Спать не пришлось ни мне, ни Люше. Наркоз отошел, пришла боль. Рану оставили незашитой. Рана гноилась.

– Да вы, мамаша, не надейтесь, – сказала мне нянечка. – Раз опоздали, значит, опоздали. Да в эту палату только таких и кладут.

Это была особая палата, недаром на одного. Чтобы других детей не пугать зрелищем умирания. Палата для смертников.

Каждые два часа приходил врач – Иван Михайлович – и сестра.

Сестра брала у Люши кровь. Анализ крови показывал, как быстро нарастает общее заражение.

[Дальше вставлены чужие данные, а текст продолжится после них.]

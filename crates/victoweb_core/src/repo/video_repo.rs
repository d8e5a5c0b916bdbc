//! Legacy video repository.

use super::{RepoError, RepoResult};
use crate::model::post::{Video, VideoDraft, VideoId};
use rusqlite::{params, Connection, Row};

pub trait VideoRepository {
    fn create_video(&self, draft: &VideoDraft) -> RepoResult<VideoId>;
    fn update_video(&self, id: VideoId, draft: &VideoDraft) -> RepoResult<()>;
    fn get_video(&self, id: VideoId) -> RepoResult<Option<Video>>;
    /// Newest first (`id DESC`).
    fn list_videos(&self) -> RepoResult<Vec<Video>>;
    fn delete_video(&self, id: VideoId) -> RepoResult<()>;
}

pub struct SqliteVideoRepository<'conn> {
    conn: &'conn Connection,
}

impl<'conn> SqliteVideoRepository<'conn> {
    pub fn new(conn: &'conn Connection) -> Self {
        Self { conn }
    }
}

impl VideoRepository for SqliteVideoRepository<'_> {
    fn create_video(&self, draft: &VideoDraft) -> RepoResult<VideoId> {
        draft.validate()?;
        self.conn.execute(
            "INSERT INTO videos (title, url, image) VALUES (?1, ?2, ?3);",
            params![draft.title.trim(), draft.url.trim(), draft.image.trim()],
        )?;
        Ok(self.conn.last_insert_rowid())
    }

    fn update_video(&self, id: VideoId, draft: &VideoDraft) -> RepoResult<()> {
        draft.validate()?;
        let changed = self.conn.execute(
            "UPDATE videos SET title = ?2, url = ?3, image = ?4 WHERE id = ?1;",
            params![id, draft.title.trim(), draft.url.trim(), draft.image.trim()],
        )?;
        if changed == 0 {
            return Err(RepoError::not_found("video", id));
        }
        Ok(())
    }

    fn get_video(&self, id: VideoId) -> RepoResult<Option<Video>> {
        let mut stmt = self.conn.prepare(
            "SELECT id, title, url, image, created_at FROM videos WHERE id = ?1;",
        )?;
        let mut rows = stmt.query([id])?;
        match rows.next()? {
            Some(row) => Ok(Some(parse_video_row(row)?)),
            None => Ok(None),
        }
    }

    fn list_videos(&self) -> RepoResult<Vec<Video>> {
        let mut stmt = self
            .conn
            .prepare("SELECT id, title, url, image, created_at FROM videos ORDER BY id DESC;")?;
        let mut rows = stmt.query([])?;
        let mut videos = Vec::new();
        while let Some(row) = rows.next()? {
            videos.push(parse_video_row(row)?);
        }
        Ok(videos)
    }

    fn delete_video(&self, id: VideoId) -> RepoResult<()> {
        let changed = self.conn.execute("DELETE FROM videos WHERE id = ?1;", [id])?;
        if changed == 0 {
            return Err(RepoError::not_found("video", id));
        }
        Ok(())
    }
}

fn parse_video_row(row: &Row<'_>) -> RepoResult<Video> {
    Ok(Video {
        id: row.get("id")?,
        title: row.get("title")?,
        url: row.get("url")?,
        image: row.get("image")?,
        created_at: row.get("created_at")?,
    })
}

У Люши не было сил плакать. Мучила гноящаяся рана. По-видимому, не было сил и глядеть – она с мукой в глазах опускала веки. Не разговаривала ни с кем, отвечала движением век. Пальцы исколоты. Бледные, они казались мне мертвыми. Один раз, когда Люша помедлила, прежде чем протянуть руку, я сдуру протянула свою. Я так чувствовала ее собой, а себя ею. Пусть бы меня кололи, меня резали, а не ее. Насколько мне было бы легче.